Students, faculty and members of the public met on Wednesday evening in the UT School of Law to celebrate the opening of the Budd Innocence Center, a program within the school dedicated to overturning wrongful convictions. Speakers took to the courtroom podium to praise the importance of the center and others like it.

“If I’m trying to describe to anybody in the world the great nobility, importance and value of the work that comes out of this law school, especially of our clinics, the very best example I can give them is the work we do exonerating prisoners who are innocent of the crimes which they are convicted,” said Ward Farnsworth, dean of the School of Law.

Previously named the Actual Innocence Clinic, it was renamed and turned into a center after receiving a donation from the Budd family, Farnsworth said.


Rodney Ellis, UT alum and Harris County Commissioner, said the purpose of any innocence clinic is to give people who originally didn’t have the means to hire a good lawyer the opportunity to prove themselves innocent once convicted.

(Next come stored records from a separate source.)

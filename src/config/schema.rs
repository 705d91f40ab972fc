use crate::errors::{ToolforgeError, ToolforgeResult};
use serde::{Deserialize, Serialize};
use std::path::PathBuf;

/// Maximum number of `GEMINI_API_KEY_{n}` slots scanned at startup.
const MAX_KEY_SLOTS: usize = 8;

/// LLM provider configuration.
#[derive(Debug, Clone, Serialize, Deserialize)]
pub struct LlmConfig {
    /// Credentials tried in round-robin order.
    pub api_keys: Vec<String>,
    /// Model identifier passed to the provider.
    pub model: String,
    /// Minimum spacing between any two LLM requests, in seconds.
    pub min_request_interval_secs: u64,
    /// Cooldown applied to a credential after an overload-class failure.
    pub key_cooldown_secs: u64,
    /// Pause after a successful request before the next one may start.
    pub post_success_cooldown_secs: u64,
}

impl Default for LlmConfig {
    fn default() -> Self {
        Self {
            api_keys: Vec::new(),
            model: "gemini-2.0-flash".to_string(),
            min_request_interval_secs: 5,
            key_cooldown_secs: 60,
            post_success_cooldown_secs: 3,
        }
    }
}

/// Sandbox execution configuration.
#[derive(Debug, Clone, Serialize, Deserialize)]
pub struct SandboxConfig {
    /// Whether container isolation is attempted at all.
    pub enabled: bool,
    /// Base image for tool containers.
    pub image: String,
    /// Memory cap passed to the container runtime.
    pub memory_mb: u64,
    /// CPU quota as a percentage of one core.
    pub cpu_percent: u64,
    /// Default wall-clock timeout per execution, in seconds.
    pub timeout_secs: u64,
    /// Interpreter used for the direct (non-container) execution path.
    pub python_bin: String,
}

impl Default for SandboxConfig {
    fn default() -> Self {
        Self {
            enabled: true,
            image: "python:3.11-slim".to_string(),
            memory_mb: 512,
            cpu_percent: 50,
            timeout_secs: 30,
            python_bin: "python3".to_string(),
        }
    }
}

/// Agent loop configuration.
#[derive(Debug, Clone, Serialize, Deserialize)]
pub struct AgentConfig {
    /// Hard cap on reason/act iterations per query.
    pub max_iterations: usize,
    /// Number of tools surfaced in the LLM context block.
    pub max_tools: usize,
    /// Pause between the two attempts of a failing tool, in seconds.
    pub tool_retry_backoff_secs: u64,
    /// Settling time after a hot reload before the next LLM call, in seconds.
    pub reload_grace_secs: u64,
}

impl Default for AgentConfig {
    fn default() -> Self {
        Self {
            max_iterations: 10,
            max_tools: 3,
            tool_retry_backoff_secs: 3,
            reload_grace_secs: 5,
        }
    }
}

/// HTTP gateway configuration.
#[derive(Debug, Clone, Serialize, Deserialize)]
pub struct ServerConfig {
    pub host: String,
    pub port: u16,
    /// HS256 signing key for bearer tokens.
    pub jwt_secret: String,
    /// Admin account name accepted by `/auth/login`.
    pub admin_username: String,
    /// Admin password, hashed once at startup.
    pub admin_password: String,
    /// Issued-token lifetime in hours.
    pub token_ttl_hours: u64,
}

impl Default for ServerConfig {
    fn default() -> Self {
        Self {
            host: "0.0.0.0".to_string(),
            port: 5001,
            jwt_secret: String::new(),
            admin_username: "admin".to_string(),
            admin_password: "admin123".to_string(),
            token_ttl_hours: 24,
        }
    }
}

/// Filesystem layout.
#[derive(Debug, Clone, Serialize, Deserialize)]
pub struct StorageConfig {
    /// Directory scanned for tool manifests; also the mirror target for
    /// authored tools.
    pub tools_dir: PathBuf,
    /// SQLite database holding authored tools.
    pub db_path: PathBuf,
}

impl Default for StorageConfig {
    fn default() -> Self {
        Self {
            tools_dir: PathBuf::from("./tools"),
            db_path: PathBuf::from("./code_tools.db"),
        }
    }
}

/// Top-level application configuration.
///
/// Built once from the environment at startup and passed into constructors;
/// nothing here is mutated after load.
#[derive(Debug, Clone, Default, Serialize, Deserialize)]
pub struct Config {
    pub llm: LlmConfig,
    pub sandbox: SandboxConfig,
    pub agent: AgentConfig,
    pub server: ServerConfig,
    pub storage: StorageConfig,
    pub debug: bool,
}

fn env_var(name: &str) -> Option<String> {
    std::env::var(name).ok().filter(|v| !v.is_empty())
}

fn env_parse<T: std::str::FromStr>(name: &str, default: T) -> ToolforgeResult<T> {
    match env_var(name) {
        Some(raw) => raw
            .parse()
            .map_err(|_| ToolforgeError::Config(format!("{name} has an invalid value: {raw}"))),
        None => Ok(default),
    }
}

impl Config {
    /// Load configuration from environment variables.
    ///
    /// Credentials come from `GEMINI_API_KEY_1` through `GEMINI_API_KEY_8`;
    /// gaps in the numbering are skipped.
    pub fn from_env() -> ToolforgeResult<Self> {
        let defaults = Config::default();

        let mut api_keys = Vec::new();
        for i in 1..=MAX_KEY_SLOTS {
            if let Some(key) = env_var(&format!("GEMINI_API_KEY_{i}")) {
                api_keys.push(key);
            }
        }

        let jwt_secret = match env_var("TOOLFORGE_JWT_SECRET") {
            Some(secret) => secret,
            None => {
                tracing::warn!(
                    "TOOLFORGE_JWT_SECRET not set; generating an ephemeral secret \
                     (tokens will not survive a restart)"
                );
                uuid::Uuid::new_v4().to_string()
            }
        };

        Ok(Self {
            llm: LlmConfig {
                api_keys,
                model: env_var("GEMINI_MODEL").unwrap_or(defaults.llm.model),
                min_request_interval_secs: env_parse(
                    "TOOLFORGE_MIN_REQUEST_INTERVAL",
                    defaults.llm.min_request_interval_secs,
                )?,
                key_cooldown_secs: defaults.llm.key_cooldown_secs,
                post_success_cooldown_secs: defaults.llm.post_success_cooldown_secs,
            },
            sandbox: SandboxConfig {
                enabled: env_parse("TOOLFORGE_SANDBOX_ENABLED", defaults.sandbox.enabled)?,
                image: env_var("TOOLFORGE_SANDBOX_IMAGE").unwrap_or(defaults.sandbox.image),
                memory_mb: env_parse("TOOLFORGE_SANDBOX_MEMORY_MB", defaults.sandbox.memory_mb)?,
                cpu_percent: defaults.sandbox.cpu_percent,
                timeout_secs: env_parse(
                    "TOOLFORGE_SANDBOX_TIMEOUT",
                    defaults.sandbox.timeout_secs,
                )?,
                python_bin: env_var("TOOLFORGE_PYTHON_BIN").unwrap_or(defaults.sandbox.python_bin),
            },
            agent: AgentConfig {
                max_iterations: env_parse("TOOLFORGE_MAX_ITERATIONS", defaults.agent.max_iterations)?,
                max_tools: env_parse("TOOLFORGE_MAX_TOOLS", defaults.agent.max_tools)?,
                tool_retry_backoff_secs: defaults.agent.tool_retry_backoff_secs,
                reload_grace_secs: defaults.agent.reload_grace_secs,
            },
            server: ServerConfig {
                host: env_var("TOOLFORGE_HOST").unwrap_or(defaults.server.host),
                port: env_parse("TOOLFORGE_PORT", defaults.server.port)?,
                jwt_secret,
                admin_username: env_var("TOOLFORGE_ADMIN_USER")
                    .unwrap_or(defaults.server.admin_username),
                admin_password: env_var("TOOLFORGE_ADMIN_PASSWORD")
                    .unwrap_or(defaults.server.admin_password),
                token_ttl_hours: env_parse(
                    "TOOLFORGE_TOKEN_TTL_HOURS",
                    defaults.server.token_ttl_hours,
                )?,
            },
            storage: StorageConfig {
                tools_dir: env_var("TOOLFORGE_TOOLS_DIR")
                    .map(PathBuf::from)
                    .unwrap_or(defaults.storage.tools_dir),
                db_path: env_var("TOOLFORGE_DB_PATH")
                    .map(PathBuf::from)
                    .unwrap_or(defaults.storage.db_path),
            },
            debug: env_parse("TOOLFORGE_DEBUG", false)?,
        })
    }

    /// Config with fast, isolated defaults for tests: no pacing delays, no
    /// container isolation, paths under the given directory.
    #[doc(hidden)]
    pub fn test_defaults(base_dir: &std::path::Path) -> Self {
        let mut config = Config::default();
        config.llm.api_keys = vec!["test-key-1".to_string()];
        config.llm.min_request_interval_secs = 0;
        config.llm.post_success_cooldown_secs = 0;
        config.sandbox.enabled = false;
        config.agent.tool_retry_backoff_secs = 0;
        config.agent.reload_grace_secs = 0;
        config.server.jwt_secret = "test-secret".to_string();
        config.storage.tools_dir = base_dir.join("tools");
        config.storage.db_path = base_dir.join("code_tools.db");
        config
    }
}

Innocence projects and clinics like the Budd Innocence Center help people get out of jail when they can’t afford bail by proving them innocent of any charges, Ellis said.

The Sandra Bland case was a perfect example of this, as she was kept in the Waller County jail overnight because she could not make the $500 bail, Ellis said.

“But if she’d had $500, she would not have done that,” Ellis said. “Most people don’t have $500.”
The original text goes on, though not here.